Oculyrici: A Medieval Lyric Database

Here's the table relationship schema for the database I've been working on for a little while now. This is one of the happy outcomes of the postdoc I had at Yale from 2013-2014 with Ardis Butterfield. And into this will go the data and photographs from the archival research trips I did during that time.


I first designed it in MS Access, but then it became clear that might not be the best platform to have people easily share it, either on their tablets, or while they were traveling. And most people at Yale are in an Apple iOS of some sort. So I redesigned it in FileMaker Pro.  It was my first jab at FileMaker so some things came slowly to me, but at least the latest versions have relational database windows, so I could at least set up table relationships with primary keys. I don't remember being able to do that ten years ago.

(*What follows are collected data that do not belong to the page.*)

//! The conjunction module.

use std::collections::HashMap;

use crate::circuit::Pulse;

/// A module that remembers the last pulse received from each of its
/// inputs and emits low only when every remembered value is high
/// (a NAND over last-seen inputs).
///
/// The memory must be seeded with one low entry per inbound source
/// before the first pulse arrives; [`Conjunction::connect`] does this
/// once the full wiring is known. Seeding lazily during propagation
/// would under-populate the memory and corrupt the NAND.
#[derive(Debug, Clone)]
pub struct Conjunction {
    pub destinations: Vec<String>,
    /// Last pulse seen per inbound source
    pub memory: HashMap<String, Pulse>,
}

impl Conjunction {
    /// Create a new conjunction with an unconnected (empty) memory.
    pub fn new(destinations: Vec<String>) -> Self {
        Self {
            destinations,
            memory: HashMap::new(),
        }
    }

    /// Seed the memory with one low entry per inbound source.
    pub fn connect<I>(&mut self, inputs: I)
    where
        I: IntoIterator<Item = String>,
    {
        self.memory = inputs.into_iter().map(|name| (name, Pulse::Low)).collect();
    }

    /// React to an incoming pulse. Always emits.
    pub fn send(&mut self, source: &str, pulse: Pulse) -> Pulse {
        debug_assert!(
            self.memory.contains_key(source),
            "conjunction received pulse from unconnected source '{source}'"
        );
        self.memory.insert(source.to_string(), pulse);

        let filled = self.memory.values().all(|p| p.is_high());
        if filled {
            Pulse::Low
        } else {
            Pulse::High
        }
    }
}

#[cfg(test)]
mod tests {
    use super::*;

    fn connected(inputs: &[&str]) -> Conjunction {
        let mut c = Conjunction::new(vec!["out".to_string()]);
        c.connect(inputs.iter().map(|s| s.to_string()));
        c
    }

    #[test]
    fn test_connect_seeds_memory_low() {
        let c = connected(&["a", "b"]);
        assert_eq!(c.memory.len(), 2);
        assert!(c.memory.values().all(|p| *p == Pulse::Low));
    }

    #[test]
    fn test_emits_high_until_all_inputs_high() {
        let mut c = connected(&["a", "b"]);
        assert_eq!(c.send("a", Pulse::High), Pulse::High);
        assert_eq!(c.send("b", Pulse::High), Pulse::Low);
    }

    #[test]
    fn test_one_stale_input_flips_output_back_high() {
        let mut c = connected(&["a", "b"]);
        c.send("a", Pulse::High);
        c.send("b", Pulse::High);
        assert_eq!(c.send("a", Pulse::Low), Pulse::High);
    }

    #[test]
    fn test_single_input_acts_as_inverter() {
        let mut c = connected(&["a"]);
        assert_eq!(c.send("a", Pulse::High), Pulse::Low);
        assert_eq!(c.send("a", Pulse::Low), Pulse::High);
    }
}
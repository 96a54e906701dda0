//! The press loop.

use std::collections::VecDeque;

use crate::circuit::{Circuit, Pulse, BROADCASTER, BUTTON};
use crate::error::{PulserError, Result};

use super::analyzer::Analyzer;
use super::DEFAULT_MAX_EVENTS;

/// Configuration for the propagator.
#[derive(Debug, Clone)]
pub struct PropagatorConfig {
    /// Event cap per press. A well-formed network always quiesces, so
    /// hitting the cap means an unsupported wiring shape.
    pub max_events: usize,
}

impl Default for PropagatorConfig {
    fn default() -> Self {
        Self {
            max_events: DEFAULT_MAX_EVENTS,
        }
    }
}

impl PropagatorConfig {
    /// Create a new configuration with default values.
    pub fn new() -> Self {
        Self::default()
    }

    /// Set the per-press event cap.
    pub fn with_max_events(mut self, max_events: usize) -> Self {
        self.max_events = max_events;
        self
    }
}

/// One in-flight pulse: `source` sent `pulse` towards `destination`.
/// Queue-only; never persisted beyond the press that produced it.
#[derive(Debug, Clone)]
struct Event {
    source: String,
    pulse: Pulse,
    destination: String,
}

/// Executes button presses against a circuit it exclusively owns.
///
/// A press is one uninterrupted drain of a FIFO event queue: the seed
/// event goes in, and every module emission is appended behind whatever
/// is already queued. The FIFO order is a correctness requirement, not
/// an optimization: a conjunction's NAND reads whichever inputs were
/// most recent at dispatch time, so sibling events at the same depth
/// must be delivered in the order they were generated.
pub struct Propagator {
    circuit: Circuit,
    queue: VecDeque<Event>,
    config: PropagatorConfig,
}

impl Propagator {
    /// Create a propagator with the default configuration.
    pub fn new(circuit: Circuit) -> Self {
        Self::with_config(circuit, PropagatorConfig::default())
    }

    /// Create a propagator with a custom configuration.
    pub fn with_config(circuit: Circuit, config: PropagatorConfig) -> Self {
        Self {
            circuit,
            queue: VecDeque::new(),
            config,
        }
    }

    /// Press the button once and propagate to quiescence.
    ///
    /// Module state persists into the next press. When an analyzer is
    /// given, every dispatched event is recorded, the seed included.
    pub fn press(&mut self, mut analyzer: Option<&mut Analyzer>) -> Result<()> {
        if let Some(a) = analyzer.as_deref_mut() {
            a.begin_press();
        }

        self.queue.push_back(Event {
            source: BUTTON.to_string(),
            pulse: Pulse::Low,
            destination: BROADCASTER.to_string(),
        });

        let result = self.drain(analyzer);
        if result.is_err() {
            // Leave no half-press behind for the next call
            self.queue.clear();
        }
        result
    }

    fn drain(&mut self, mut analyzer: Option<&mut Analyzer>) -> Result<()> {
        let mut events = 0usize;

        while let Some(event) = self.queue.pop_front() {
            events += 1;
            if events > self.config.max_events {
                return Err(PulserError::PropagationOverflow { events });
            }

            let Event {
                source,
                pulse,
                destination,
            } = event;
            log::trace!("{source} -{pulse}-> {destination}");

            if let Some(a) = analyzer.as_deref_mut() {
                a.record(&source, pulse);
            }

            let Some(module) = self.circuit.modules.get_mut(&destination) else {
                // Unmodeled sink: the pulse is absorbed
                continue;
            };

            let Some(out) = module.send(&source, pulse)? else {
                continue;
            };
            for dest in module.destinations() {
                self.queue.push_back(Event {
                    source: destination.clone(),
                    pulse: out,
                    destination: dest.clone(),
                });
            }
        }

        log::debug!("press quiesced after {events} events");
        Ok(())
    }

    /// Run a fixed number of presses with counting enabled and return
    /// the accumulated `(low, high)` totals.
    pub fn count_pulses(&mut self, presses: usize) -> Result<(u64, u64)> {
        let mut analyzer = Analyzer::new();
        for _ in 0..presses {
            self.press(Some(&mut analyzer))?;
        }
        Ok(analyzer.counts())
    }

    /// Get a reference to the circuit.
    pub fn circuit(&self) -> &Circuit {
        &self.circuit
    }

    /// Consume the propagator and recover the circuit.
    pub fn into_circuit(self) -> Circuit {
        self.circuit
    }
}

#[cfg(test)]
mod tests {
    use super::*;
    use proptest::prelude::*;

    const INVERTER_LOOP: &str = "\
broadcaster -> a, b, c
%a -> b
%b -> c
%c -> inv
&inv -> a";

    const TWO_CHAIN: &str = "\
broadcaster -> a
%a -> inv, con
&inv -> b
%b -> con
&con -> output";

    fn propagator(wiring: &str) -> Propagator {
        Propagator::new(Circuit::build(wiring.lines()).unwrap())
    }

    #[test]
    fn test_single_press_counts_include_seed() {
        let mut p = propagator(INVERTER_LOOP);
        let mut analyzer = Analyzer::new();
        p.press(Some(&mut analyzer)).unwrap();
        assert_eq!(analyzer.counts(), (8, 4));
    }

    #[test]
    fn test_four_presses_of_two_chain_network() {
        let mut p = propagator(TWO_CHAIN);
        assert_eq!(p.count_pulses(4).unwrap(), (17, 11));
    }

    #[test]
    fn test_thousand_press_product() {
        let mut p = propagator(TWO_CHAIN);
        let (low, high) = p.count_pulses(1000).unwrap();
        assert_eq!(low * high, 11_687_500);
    }

    #[test]
    fn test_pulses_to_sinks_are_absorbed() {
        let mut p = propagator("broadcaster -> nowhere");
        let mut analyzer = Analyzer::new();
        p.press(Some(&mut analyzer)).unwrap();
        assert_eq!(analyzer.counts(), (2, 0));
    }

    #[test]
    fn test_module_state_persists_across_presses() {
        let mut p = propagator(TWO_CHAIN);
        let mut analyzer = Analyzer::new();
        // Presses alternate between two event shapes; identical counts
        // every press would mean state was being reset.
        p.press(Some(&mut analyzer)).unwrap();
        assert_eq!(analyzer.counts(), (4, 4));
        p.press(Some(&mut analyzer)).unwrap();
        assert_eq!(analyzer.counts(), (8, 6));
    }

    #[test]
    fn test_press_without_analyzer_runs() {
        let mut p = propagator(INVERTER_LOOP);
        p.press(None).unwrap();
    }

    #[test]
    fn test_wiring_into_broadcaster_is_a_contract_violation() {
        let mut p = propagator("broadcaster -> a\n%a -> broadcaster");
        let err = p.press(None).unwrap_err();
        assert!(matches!(err, PulserError::ContractViolation { .. }));
    }

    #[test]
    fn test_event_cap_aborts_the_press() {
        let circuit = Circuit::build(INVERTER_LOOP.lines()).unwrap();
        let config = PropagatorConfig::new().with_max_events(3);
        let mut p = Propagator::with_config(circuit, config);
        let err = p.press(None).unwrap_err();
        assert!(matches!(err, PulserError::PropagationOverflow { .. }));
        // The aborted press must not leak events into the next one
        assert!(p.queue.is_empty());
    }

    proptest! {
        #[test]
        fn press_sequences_are_deterministic(presses in 1usize..50) {
            let mut first = propagator(TWO_CHAIN);
            let mut second = propagator(TWO_CHAIN);
            prop_assert_eq!(
                first.count_pulses(presses).unwrap(),
                second.count_pulses(presses).unwrap()
            );
        }
    }
}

Here is the Folio Dashboard. It's a layout that's meant to be a go-to place in the database for visual and textual information about a lyric witness.



As for the data so far, I've added some photographs from my own research, from the online archives, and my own manuscript descriptions (for about 150 manuscripts of Middle English Lyrics, drawn from my thesis appendix). There are manuscript listings for 200 more. I'm far short of having the database properly populated; that's what I'm working on now.

I think this would be a perfect project for crowdsourcing and public access. It would be a neat way to make use of the images that are all the time going online at major institutional archives. So my goal is, currently, to have public access. At the moment it's hosted at Yale and they can't yet host it on a public-facing server. The grad course that I mentioned above currently has access. But my intention is that it will eventually be open to the public. I guess that might mean I have to redesign it again in a native web app. And of course, negotiate with all relevant archives.

One thing at a time...

1 comment:

  1. Looks great Emma! I am working with FileMaker to analyse what triggered the use of microtones in pre-Guidonian Gregorian chant (PhD project, Utrecht University, The Netherlands). Sometimes Filemaker causes more question marks than the microtones, but I cannot do without that software. Wish you success!